• _TASK_: The result should be every line in the material below containing the string "bytes".

• _RECORD EXTRACTS_:
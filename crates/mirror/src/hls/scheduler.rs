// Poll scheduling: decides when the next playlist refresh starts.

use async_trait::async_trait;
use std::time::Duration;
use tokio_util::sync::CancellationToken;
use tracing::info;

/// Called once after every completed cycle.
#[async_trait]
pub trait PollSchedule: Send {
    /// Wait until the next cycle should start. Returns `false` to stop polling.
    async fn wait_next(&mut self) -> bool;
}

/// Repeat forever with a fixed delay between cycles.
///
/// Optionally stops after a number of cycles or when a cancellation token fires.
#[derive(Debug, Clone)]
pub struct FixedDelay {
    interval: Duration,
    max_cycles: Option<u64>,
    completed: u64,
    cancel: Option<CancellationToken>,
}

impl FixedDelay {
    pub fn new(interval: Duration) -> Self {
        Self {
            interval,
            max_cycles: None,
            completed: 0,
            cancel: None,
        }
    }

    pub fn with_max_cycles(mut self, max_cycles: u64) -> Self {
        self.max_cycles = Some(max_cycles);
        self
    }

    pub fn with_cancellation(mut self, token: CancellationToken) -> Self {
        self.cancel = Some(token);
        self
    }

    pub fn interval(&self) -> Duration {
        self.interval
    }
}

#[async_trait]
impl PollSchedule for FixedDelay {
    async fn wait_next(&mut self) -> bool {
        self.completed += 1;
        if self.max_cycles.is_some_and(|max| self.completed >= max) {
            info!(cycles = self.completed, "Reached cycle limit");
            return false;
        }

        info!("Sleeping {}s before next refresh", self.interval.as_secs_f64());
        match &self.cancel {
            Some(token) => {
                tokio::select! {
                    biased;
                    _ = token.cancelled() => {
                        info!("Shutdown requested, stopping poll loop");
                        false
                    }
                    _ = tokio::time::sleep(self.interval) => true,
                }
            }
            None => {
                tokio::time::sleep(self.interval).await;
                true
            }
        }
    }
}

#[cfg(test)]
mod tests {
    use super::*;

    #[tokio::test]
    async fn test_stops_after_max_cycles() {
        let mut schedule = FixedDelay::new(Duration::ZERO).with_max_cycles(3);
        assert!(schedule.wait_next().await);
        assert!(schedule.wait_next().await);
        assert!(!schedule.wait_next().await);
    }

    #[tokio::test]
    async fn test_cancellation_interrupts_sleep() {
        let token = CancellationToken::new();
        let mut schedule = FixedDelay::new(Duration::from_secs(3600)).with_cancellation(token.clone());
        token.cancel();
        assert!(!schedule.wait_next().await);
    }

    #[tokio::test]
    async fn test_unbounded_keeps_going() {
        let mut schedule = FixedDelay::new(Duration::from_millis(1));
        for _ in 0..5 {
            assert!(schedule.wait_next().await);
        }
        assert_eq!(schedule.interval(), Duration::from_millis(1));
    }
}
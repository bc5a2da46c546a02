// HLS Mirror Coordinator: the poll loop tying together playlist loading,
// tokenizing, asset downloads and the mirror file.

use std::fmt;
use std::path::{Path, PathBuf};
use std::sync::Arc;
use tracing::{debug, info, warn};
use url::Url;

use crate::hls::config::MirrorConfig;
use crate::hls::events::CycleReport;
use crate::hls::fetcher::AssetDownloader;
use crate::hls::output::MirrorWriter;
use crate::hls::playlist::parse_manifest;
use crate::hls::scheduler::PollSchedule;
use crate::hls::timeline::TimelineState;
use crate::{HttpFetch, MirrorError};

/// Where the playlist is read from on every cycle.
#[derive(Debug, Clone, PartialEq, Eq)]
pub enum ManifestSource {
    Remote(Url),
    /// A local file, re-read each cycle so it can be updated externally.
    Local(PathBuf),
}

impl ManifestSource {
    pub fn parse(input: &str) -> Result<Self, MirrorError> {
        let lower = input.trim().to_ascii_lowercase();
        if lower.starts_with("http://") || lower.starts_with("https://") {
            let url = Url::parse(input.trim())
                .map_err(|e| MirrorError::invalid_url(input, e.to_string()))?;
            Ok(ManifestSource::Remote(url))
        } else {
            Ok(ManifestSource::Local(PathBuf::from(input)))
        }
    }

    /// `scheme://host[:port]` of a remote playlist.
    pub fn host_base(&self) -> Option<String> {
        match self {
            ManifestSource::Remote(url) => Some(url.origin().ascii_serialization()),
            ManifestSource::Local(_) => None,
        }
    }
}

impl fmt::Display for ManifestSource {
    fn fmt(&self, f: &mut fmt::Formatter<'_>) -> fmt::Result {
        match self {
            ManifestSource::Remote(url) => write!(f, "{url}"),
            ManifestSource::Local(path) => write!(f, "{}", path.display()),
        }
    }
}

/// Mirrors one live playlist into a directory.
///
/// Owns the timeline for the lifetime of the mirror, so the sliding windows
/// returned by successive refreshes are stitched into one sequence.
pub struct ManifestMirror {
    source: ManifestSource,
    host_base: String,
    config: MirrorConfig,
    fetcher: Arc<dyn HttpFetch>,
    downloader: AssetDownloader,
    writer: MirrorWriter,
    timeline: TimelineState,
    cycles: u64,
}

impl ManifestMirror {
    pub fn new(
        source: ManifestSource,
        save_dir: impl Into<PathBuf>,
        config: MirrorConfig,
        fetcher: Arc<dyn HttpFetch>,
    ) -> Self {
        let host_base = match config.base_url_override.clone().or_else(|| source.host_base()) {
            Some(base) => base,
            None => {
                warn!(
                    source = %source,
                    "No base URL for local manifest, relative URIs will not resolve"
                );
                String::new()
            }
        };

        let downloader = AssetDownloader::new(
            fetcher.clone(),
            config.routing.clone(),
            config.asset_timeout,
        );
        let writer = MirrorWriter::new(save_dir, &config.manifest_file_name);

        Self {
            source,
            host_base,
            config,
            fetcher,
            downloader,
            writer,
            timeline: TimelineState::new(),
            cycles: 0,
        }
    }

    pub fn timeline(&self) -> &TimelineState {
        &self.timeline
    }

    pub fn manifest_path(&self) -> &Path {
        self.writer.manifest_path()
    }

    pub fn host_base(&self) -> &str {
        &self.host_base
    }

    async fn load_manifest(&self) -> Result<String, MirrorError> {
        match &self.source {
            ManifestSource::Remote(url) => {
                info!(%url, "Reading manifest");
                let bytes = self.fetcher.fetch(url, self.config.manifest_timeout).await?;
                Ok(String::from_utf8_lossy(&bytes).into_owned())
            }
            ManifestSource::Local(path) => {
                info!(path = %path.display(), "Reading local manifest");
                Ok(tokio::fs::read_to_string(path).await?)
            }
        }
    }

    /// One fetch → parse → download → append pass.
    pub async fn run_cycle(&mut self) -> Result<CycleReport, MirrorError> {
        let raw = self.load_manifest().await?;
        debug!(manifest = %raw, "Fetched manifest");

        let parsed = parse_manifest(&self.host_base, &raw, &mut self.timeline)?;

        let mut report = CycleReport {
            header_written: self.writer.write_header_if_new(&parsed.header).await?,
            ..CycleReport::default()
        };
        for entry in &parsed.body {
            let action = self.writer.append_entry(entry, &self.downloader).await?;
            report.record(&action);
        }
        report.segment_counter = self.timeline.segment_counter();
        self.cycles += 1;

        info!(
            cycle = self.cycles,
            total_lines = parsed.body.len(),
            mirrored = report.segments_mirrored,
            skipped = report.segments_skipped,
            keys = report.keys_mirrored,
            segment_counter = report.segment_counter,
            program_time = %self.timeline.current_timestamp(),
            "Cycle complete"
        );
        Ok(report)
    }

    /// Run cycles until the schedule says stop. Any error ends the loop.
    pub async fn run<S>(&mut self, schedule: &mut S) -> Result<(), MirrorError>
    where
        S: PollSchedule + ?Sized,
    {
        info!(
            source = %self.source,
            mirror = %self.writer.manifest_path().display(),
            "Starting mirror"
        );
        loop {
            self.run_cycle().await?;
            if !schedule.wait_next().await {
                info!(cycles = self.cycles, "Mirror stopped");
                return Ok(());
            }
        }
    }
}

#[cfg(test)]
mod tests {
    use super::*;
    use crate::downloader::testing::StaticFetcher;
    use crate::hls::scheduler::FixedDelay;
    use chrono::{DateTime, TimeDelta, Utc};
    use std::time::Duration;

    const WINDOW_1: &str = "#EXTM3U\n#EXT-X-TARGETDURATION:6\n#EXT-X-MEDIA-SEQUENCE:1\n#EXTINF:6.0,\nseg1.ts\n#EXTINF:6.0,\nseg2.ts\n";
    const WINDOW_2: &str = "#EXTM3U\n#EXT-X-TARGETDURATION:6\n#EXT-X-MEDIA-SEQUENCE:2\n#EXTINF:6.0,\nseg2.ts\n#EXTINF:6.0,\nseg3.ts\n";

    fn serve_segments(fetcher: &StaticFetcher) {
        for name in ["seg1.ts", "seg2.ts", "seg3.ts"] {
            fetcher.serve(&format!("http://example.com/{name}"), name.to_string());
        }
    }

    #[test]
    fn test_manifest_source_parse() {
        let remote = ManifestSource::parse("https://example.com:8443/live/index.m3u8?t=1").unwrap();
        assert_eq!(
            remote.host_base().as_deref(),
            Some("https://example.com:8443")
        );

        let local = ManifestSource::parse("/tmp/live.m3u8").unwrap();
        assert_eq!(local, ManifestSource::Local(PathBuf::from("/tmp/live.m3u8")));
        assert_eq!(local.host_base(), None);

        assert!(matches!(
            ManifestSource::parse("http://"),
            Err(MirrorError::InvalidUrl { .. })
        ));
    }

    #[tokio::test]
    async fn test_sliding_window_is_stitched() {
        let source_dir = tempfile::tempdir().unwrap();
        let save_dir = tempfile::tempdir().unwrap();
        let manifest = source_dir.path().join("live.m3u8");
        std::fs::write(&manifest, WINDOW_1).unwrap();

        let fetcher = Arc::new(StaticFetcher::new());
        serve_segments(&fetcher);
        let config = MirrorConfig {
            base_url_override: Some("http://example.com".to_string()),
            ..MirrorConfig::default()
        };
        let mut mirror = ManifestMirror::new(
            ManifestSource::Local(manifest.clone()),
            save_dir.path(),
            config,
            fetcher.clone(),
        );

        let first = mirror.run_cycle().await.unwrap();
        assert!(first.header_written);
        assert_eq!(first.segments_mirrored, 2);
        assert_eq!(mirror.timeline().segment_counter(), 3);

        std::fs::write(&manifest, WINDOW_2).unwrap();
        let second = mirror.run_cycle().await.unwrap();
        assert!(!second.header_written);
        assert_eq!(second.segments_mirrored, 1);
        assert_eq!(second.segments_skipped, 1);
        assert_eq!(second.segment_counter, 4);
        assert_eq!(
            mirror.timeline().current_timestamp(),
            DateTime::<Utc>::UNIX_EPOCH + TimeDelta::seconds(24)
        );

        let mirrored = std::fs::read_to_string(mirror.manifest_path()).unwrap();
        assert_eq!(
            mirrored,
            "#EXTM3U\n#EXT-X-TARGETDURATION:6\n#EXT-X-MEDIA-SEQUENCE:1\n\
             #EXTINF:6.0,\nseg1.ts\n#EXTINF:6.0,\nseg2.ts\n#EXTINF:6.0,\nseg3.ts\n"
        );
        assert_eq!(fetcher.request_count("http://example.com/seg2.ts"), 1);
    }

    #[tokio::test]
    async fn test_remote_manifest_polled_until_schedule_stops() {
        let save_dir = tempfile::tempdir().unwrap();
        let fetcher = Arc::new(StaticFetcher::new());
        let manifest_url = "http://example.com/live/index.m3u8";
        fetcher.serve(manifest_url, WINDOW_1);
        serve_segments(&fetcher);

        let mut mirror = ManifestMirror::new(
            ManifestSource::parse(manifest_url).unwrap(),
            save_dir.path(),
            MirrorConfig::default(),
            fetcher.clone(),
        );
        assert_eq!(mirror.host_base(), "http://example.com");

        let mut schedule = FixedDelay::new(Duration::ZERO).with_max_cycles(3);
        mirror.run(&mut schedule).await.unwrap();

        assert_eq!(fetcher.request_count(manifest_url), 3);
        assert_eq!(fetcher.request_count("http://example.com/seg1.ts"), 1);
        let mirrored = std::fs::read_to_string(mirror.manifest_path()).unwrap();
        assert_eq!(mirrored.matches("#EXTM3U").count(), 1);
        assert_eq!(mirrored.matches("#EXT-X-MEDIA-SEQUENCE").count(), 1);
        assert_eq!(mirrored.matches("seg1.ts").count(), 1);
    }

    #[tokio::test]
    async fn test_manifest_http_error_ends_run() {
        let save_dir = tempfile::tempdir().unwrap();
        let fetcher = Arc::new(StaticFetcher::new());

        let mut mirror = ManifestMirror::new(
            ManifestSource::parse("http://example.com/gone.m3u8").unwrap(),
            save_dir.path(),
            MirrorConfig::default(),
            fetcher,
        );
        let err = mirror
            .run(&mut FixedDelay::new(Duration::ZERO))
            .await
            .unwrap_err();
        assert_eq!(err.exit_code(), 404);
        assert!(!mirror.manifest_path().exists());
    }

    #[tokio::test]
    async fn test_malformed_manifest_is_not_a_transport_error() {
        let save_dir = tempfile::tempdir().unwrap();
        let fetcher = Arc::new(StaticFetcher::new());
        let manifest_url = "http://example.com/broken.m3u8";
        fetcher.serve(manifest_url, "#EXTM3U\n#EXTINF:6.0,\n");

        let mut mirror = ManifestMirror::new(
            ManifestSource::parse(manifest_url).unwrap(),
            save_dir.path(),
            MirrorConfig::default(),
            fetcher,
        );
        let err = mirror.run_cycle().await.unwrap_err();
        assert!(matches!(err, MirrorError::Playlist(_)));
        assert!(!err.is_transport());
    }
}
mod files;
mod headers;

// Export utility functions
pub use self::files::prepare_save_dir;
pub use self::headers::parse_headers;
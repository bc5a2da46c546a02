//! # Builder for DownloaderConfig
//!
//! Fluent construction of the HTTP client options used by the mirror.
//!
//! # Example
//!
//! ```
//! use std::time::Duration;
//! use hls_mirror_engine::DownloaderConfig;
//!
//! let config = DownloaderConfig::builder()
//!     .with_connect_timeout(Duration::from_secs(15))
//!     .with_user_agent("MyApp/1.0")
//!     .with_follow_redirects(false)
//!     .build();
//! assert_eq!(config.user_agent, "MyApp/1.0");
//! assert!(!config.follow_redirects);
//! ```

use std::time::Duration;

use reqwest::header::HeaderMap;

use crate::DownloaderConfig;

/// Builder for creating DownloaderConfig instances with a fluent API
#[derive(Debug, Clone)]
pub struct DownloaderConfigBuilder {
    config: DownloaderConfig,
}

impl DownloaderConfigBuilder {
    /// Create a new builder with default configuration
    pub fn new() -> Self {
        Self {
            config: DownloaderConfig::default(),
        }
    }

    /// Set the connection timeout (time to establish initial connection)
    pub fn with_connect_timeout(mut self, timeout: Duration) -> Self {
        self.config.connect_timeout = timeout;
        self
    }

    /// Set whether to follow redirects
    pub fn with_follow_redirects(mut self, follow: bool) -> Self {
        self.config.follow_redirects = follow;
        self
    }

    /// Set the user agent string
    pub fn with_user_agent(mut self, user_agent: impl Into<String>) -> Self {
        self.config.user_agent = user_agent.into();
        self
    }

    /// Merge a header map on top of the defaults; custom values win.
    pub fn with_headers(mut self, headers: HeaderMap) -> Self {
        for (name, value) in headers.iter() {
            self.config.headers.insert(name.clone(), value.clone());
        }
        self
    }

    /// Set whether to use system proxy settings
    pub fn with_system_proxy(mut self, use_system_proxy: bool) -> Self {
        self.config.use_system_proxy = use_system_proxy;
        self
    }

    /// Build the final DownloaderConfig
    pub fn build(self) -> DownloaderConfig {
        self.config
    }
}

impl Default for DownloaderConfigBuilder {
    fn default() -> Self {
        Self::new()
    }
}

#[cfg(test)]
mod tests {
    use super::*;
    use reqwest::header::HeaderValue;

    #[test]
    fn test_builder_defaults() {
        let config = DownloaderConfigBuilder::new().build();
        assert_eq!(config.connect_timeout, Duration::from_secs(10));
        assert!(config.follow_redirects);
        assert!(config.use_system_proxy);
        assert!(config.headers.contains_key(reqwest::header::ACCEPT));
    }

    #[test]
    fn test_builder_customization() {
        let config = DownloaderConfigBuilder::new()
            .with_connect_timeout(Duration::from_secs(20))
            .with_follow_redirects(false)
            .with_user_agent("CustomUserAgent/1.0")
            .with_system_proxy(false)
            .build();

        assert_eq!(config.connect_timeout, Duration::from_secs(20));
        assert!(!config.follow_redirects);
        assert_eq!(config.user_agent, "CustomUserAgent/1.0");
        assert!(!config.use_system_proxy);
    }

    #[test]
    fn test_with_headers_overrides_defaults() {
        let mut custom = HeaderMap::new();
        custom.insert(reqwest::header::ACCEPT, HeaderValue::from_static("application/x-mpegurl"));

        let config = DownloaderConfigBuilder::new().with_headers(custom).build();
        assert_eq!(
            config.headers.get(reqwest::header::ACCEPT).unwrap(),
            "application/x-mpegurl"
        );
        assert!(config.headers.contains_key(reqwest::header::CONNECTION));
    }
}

• _OUTPUT BELOW_:
                let bytes = self.fetcher.fetch(url, self.config.manifest_timeout).await?;
                Ok(String::from_utf8_lossy(&bytes).into_owned())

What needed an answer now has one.